After weeks preparing for my role in The Prime of Miss Jean Brodie a reviewer called me an ‘overweight little girl’. What about my acting?

As an actor, your body is a gift. I can use mine to play neurotic Clare Devlin in Channel 4’s Derry Girls, or a tough-edged courtesan in 18th-century London in Harlots, or the tragic, misunderstood Joyce Emily Hammond, who I’m currently playing every night at the Donmar. I’m very lucky to get to use my body to become all these fascinating women. But the prism through which my body is viewed is inescapable.

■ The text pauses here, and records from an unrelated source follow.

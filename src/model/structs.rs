use serde::{Deserialize, Serialize};

/// Hosts serving the registration applications.
pub const BASE_URLS: [&str; 2] = [
    "https://if192.aca.ntu.edu.tw/",
    "https://if177.aca.ntu.edu.tw/",
];

/// Identifiers the server hands out after login; every authenticated page
/// expects them back as query parameters.
#[derive(Debug, Clone, PartialEq, Eq, Deserialize, Serialize)]
pub struct SessionInfo {
    pub regno: String,
    pub lang: String,
    pub extid: String,
}

// One row of the add/drop course selection listing.
#[derive(Debug, Clone, PartialEq, Eq, Deserialize, Serialize)]
pub struct CourseSelectionListItem {
    pub status: String,
    pub serial_number: String,
    pub curriculum_number: String,
    pub curriculum_identity_number: String,
    pub course_name: String,
    pub course_class: String,
    pub credits: String,
    pub instructor: String,
    pub course_schedule: String,
    pub conflict_wish: String,
    pub remarks: String,
}

// One row of the stage-2 registration listing.
#[derive(Debug, Clone, PartialEq, Eq, Deserialize, Serialize)]
pub struct Stage2ListItem {
    pub serial_number: String,
    pub curriculum_number: String,
    pub class: String,
    pub curriculum_name: String,
    pub credits: String,
    pub instructor: String,
    pub course_schedule: String,
    /// Always within `1..=99`.
    pub priority: u8,
    pub remark: String,
}

#[derive(Debug, Clone, PartialEq, Eq, Deserialize, Serialize)]
pub struct ResultItem {
    pub serial_number: String,
    pub curriculum_number: String,
    pub curriculum_identity_number: String,
    pub class: String,
    pub course_name: String,
    pub credits: String,
    pub instructor: String,
    pub mark: String,
}

#[derive(Debug, Clone, PartialEq, Eq, Deserialize, Serialize)]
pub struct OperationLogItem {
    pub time: String,
    pub message: String,
}

#[derive(Debug, Clone, PartialEq, Eq, Deserialize, Serialize)]
pub struct FailedCourse {
    pub serial_number: String,
    pub curriculum_number: String,
    pub curriculum_identity_number: String,
    pub class: String,
    pub course_name: String,
    pub credits: String,
    pub instructor: String,
    pub reason: String,
}

/// Which preregistration round a results page reports on.
#[derive(Debug, Clone, Copy, PartialEq, Eq, Deserialize, Serialize)]
pub enum ResultKind {
    PreregistrationStage1,
    PreregistrationStage2,
}

impl ResultKind {
    /// Value of the `kind` query parameter.
    pub fn as_param(self) -> &'static str {
        match self {
            ResultKind::PreregistrationStage1 => "1",
            ResultKind::PreregistrationStage2 => "2",
        }
    }
}
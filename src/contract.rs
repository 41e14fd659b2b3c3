//! Response URL checks.
//!
//! Session identifiers only ever arrive in the query string of the page a
//! redirect chain lands on, so the landing URL is held to an exact contract
//! before anything is read from it.

use std::collections::{BTreeMap, BTreeSet};

use url::{Position, Url, form_urlencoded};

use crate::error::{Result, contract};

/// Checks that `response_url` is an https URL on the host of `base_url` with
/// exactly `path`, no path parameters, no fragment, and a query holding each
/// of `query_keys` exactly once. Returns the query values.
pub fn check_response_url(
    response_url: &str,
    base_url: &Url,
    path: &str,
    query_keys: &[&str],
) -> Result<BTreeMap<String, String>> {
    let url = Url::parse(response_url)
        .map_err(|e| contract(format!("cannot parse {response_url:?}: {e}")))?;

    if url.scheme() != "https" {
        return Err(contract(format!("{response_url:?} is not https")));
    }
    let netloc = &url[Position::BeforeUsername..Position::AfterPort];
    let expected_netloc = &base_url[Position::BeforeUsername..Position::AfterPort];
    if netloc != expected_netloc {
        return Err(contract(format!(
            "host {netloc:?} differs from {expected_netloc:?}"
        )));
    }
    if url.path().contains(';') {
        return Err(contract(format!("{response_url:?} carries path parameters")));
    }
    if url.path() != path {
        return Err(contract(format!(
            "path {:?} differs from {path:?}",
            url.path()
        )));
    }
    if url.fragment().is_some() {
        return Err(contract(format!("{response_url:?} carries a fragment")));
    }

    let mut query: BTreeMap<String, Vec<String>> = BTreeMap::new();
    for (key, value) in parse_query_strict(url.query().unwrap_or_default())? {
        query.entry(key).or_default().push(value);
    }

    let expected: BTreeSet<&str> = query_keys.iter().copied().collect();
    let observed: BTreeSet<&str> = query.keys().map(String::as_str).collect();
    if observed != expected {
        let missing: Vec<_> = expected.difference(&observed).collect();
        let extra: Vec<_> = observed.difference(&expected).collect();
        return Err(contract(format!(
            "query keys of {path:?}: missing {missing:?}, unexpected {extra:?}"
        )));
    }

    query
        .into_iter()
        .map(|(key, mut values)| match values.len() {
            1 => Ok((key, values.remove(0))),
            n => Err(contract(format!("query key {key:?} has {n} values"))),
        })
        .collect()
}

/// Fails unless the response landed on exactly `expected`.
pub fn check_exact_url(response_url: &str, expected: &str) -> Result<()> {
    if response_url != expected {
        return Err(contract(format!(
            "landed on {response_url:?}, expected {expected:?}"
        )));
    }
    Ok(())
}

/// Parses `a=1&b=2`, rejecting empty segments and segments without `=`.
/// Pairs with an empty value are dropped.
pub fn parse_query_strict(query: &str) -> Result<Vec<(String, String)>> {
    if query.is_empty() {
        return Ok(Vec::new());
    }

    let mut pairs = Vec::new();
    for segment in query.split('&') {
        let Some((_, raw_value)) = segment.split_once('=') else {
            return Err(contract(format!("malformed query segment {segment:?}")));
        };
        if raw_value.is_empty() {
            continue;
        }
        if let Some((key, value)) = form_urlencoded::parse(segment.as_bytes()).next() {
            pairs.push((key.into_owned(), value.into_owned()));
        }
    }
    Ok(pairs)
}
use clap::{Parser, Subcommand};
use serde::Serialize;
use tracing_subscriber::EnvFilter;

use ntu_coursetake::model::{BASE_URLS, ResultKind, Stage2ListItem};
use ntu_coursetake::validate::check_course_selection;
use ntu_coursetake::{AddDropClient, ReqwestClient, Result, ResultsClient, Stage2Client};

/// Drives the NTU course registration system from the command line.
#[derive(Parser, Debug)]
#[command(name = "ntu-coursetake", version, about)]
struct Cli {
    /// Registration host
    #[arg(
        long,
        default_value = BASE_URLS[0],
        value_parser = clap::builder::PossibleValuesParser::new(BASE_URLS),
    )]
    base_url: String,

    #[arg(long, env = "NTU_USERNAME")]
    username: String,

    #[arg(long, env = "NTU_PASSWORD", hide_env_values = true)]
    password: String,

    #[command(subcommand)]
    command: Commands,
}

#[derive(Subcommand, Debug)]
enum Commands {
    /// Add/drop period
    AddDrop {
        #[command(subcommand)]
        action: AddDropCommands,
    },

    /// Stage-2 preregistration
    Stage2 {
        #[command(subcommand)]
        action: Stage2Commands,
    },

    /// Preregistration results
    Results {
        #[command(subcommand)]
        action: ResultsCommands,

        /// Preregistration round
        #[arg(long, global = true, default_value_t = 1, value_parser = clap::value_parser!(u8).range(1..=2))]
        kind: u8,
    },
}

#[derive(Subcommand, Debug)]
enum AddDropCommands {
    /// Print the current course selection
    List,
    Add {
        serial_number: String,
    },
    Delete {
        serial_number: String,
    },
}

#[derive(Subcommand, Debug)]
enum Stage2Commands {
    /// Print the registered courses
    List,
    /// Check the registered courses for duplicate serial numbers or priorities
    Check,
    Add {
        serial_number: String,
        priority: i64,
    },
    Delete {
        serial_number: String,
    },
}

#[derive(Subcommand, Debug)]
enum ResultsCommands {
    /// Courses assigned in the round
    Summary,
    /// Operations recorded during the round
    Log,
    /// Courses that were not assigned, with the reason
    Failed,
}

fn print_records<T: Serialize>(records: impl IntoIterator<Item = Result<T>>) -> Result<()> {
    for record in records {
        println!("{}", serde_json::to_string(&record?)?);
    }
    Ok(())
}

#[tokio::main]
async fn main() -> Result<()> {
    tracing_subscriber::fmt()
        .with_env_filter(
            EnvFilter::try_from_default_env().unwrap_or_else(|_| EnvFilter::new("info")),
        )
        .with_writer(std::io::stderr)
        .with_target(false)
        .init();

    let cli = Cli::parse();
    let (username, password) = (cli.username, cli.password);
    let http_client = ReqwestClient::new(&cli.base_url)?;

    match cli.command {
        Commands::AddDrop { action } => {
            let mut client = AddDropClient::new(http_client);
            client.login(&username, &password).await?;
            match action {
                AddDropCommands::List => print_records(client.list_courses().await?)?,
                AddDropCommands::Add { serial_number } => {
                    client.add_course(&serial_number).await?
                }
                AddDropCommands::Delete { serial_number } => {
                    client.delete_course(&serial_number).await?
                }
            }
        }
        Commands::Stage2 { action } => {
            let mut client = Stage2Client::new(http_client);
            client.login(&username, &password).await?;
            match action {
                Stage2Commands::List => print_records(client.list_courses().await?)?,
                Stage2Commands::Check => {
                    let items = client
                        .list_courses()
                        .await?
                        .collect::<Result<Vec<Stage2ListItem>>>()?;
                    check_course_selection(&items)?;
                    tracing::info!(courses = items.len(), "course selection is consistent");
                }
                Stage2Commands::Add {
                    serial_number,
                    priority,
                } => client.add_course(&serial_number, priority).await?,
                Stage2Commands::Delete { serial_number } => {
                    client.delete_course(&serial_number).await?
                }
            }
        }
        Commands::Results { action, kind } => {
            let kind = match kind {
                1 => ResultKind::PreregistrationStage1,
                _ => ResultKind::PreregistrationStage2,
            };
            let client = ResultsClient::new(http_client);
            client.login(&username, &password).await?;
            match action {
                ResultsCommands::Summary => print_records(client.get_result(kind).await?)?,
                ResultsCommands::Log => print_records(client.get_operation_log(kind).await?)?,
                ResultsCommands::Failed => {
                    print_records(client.get_failed_courses(kind).await?)?
                }
            }
        }
    }

    Ok(())
}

I remember watching an episode of 30 Rock while I was at drama school. One of the characters had gained weight over the summer break while starring in a pizza-themed musical. When she came back on set, Alec Baldwin’s studio exec, Jack Donaghy, said: “She needs to lose 30 pounds or gain 60. Anything in between has no place in television.” I laughed, I loved it. But I also accepted it as fact: actresses have to be a certain size to be legitimate – those are the rules. I had read autobiographies by brilliant actors who I idolised; how a film director had told Judi Dench she had “every single thing wrong with her face”; watched the infamous 1975 Helen Mirren interview, when Michael Parkinson asked if her figure undermined her credibility as “a serious actress” (to which she brilliantly retorted: “Serious actresses can’t have big bosoms, is that what you mean?”). These women were goddesses – I could not believe anyone would dare to criticise their bodies when it was so irrelevant to their talent. Now I know how it feels.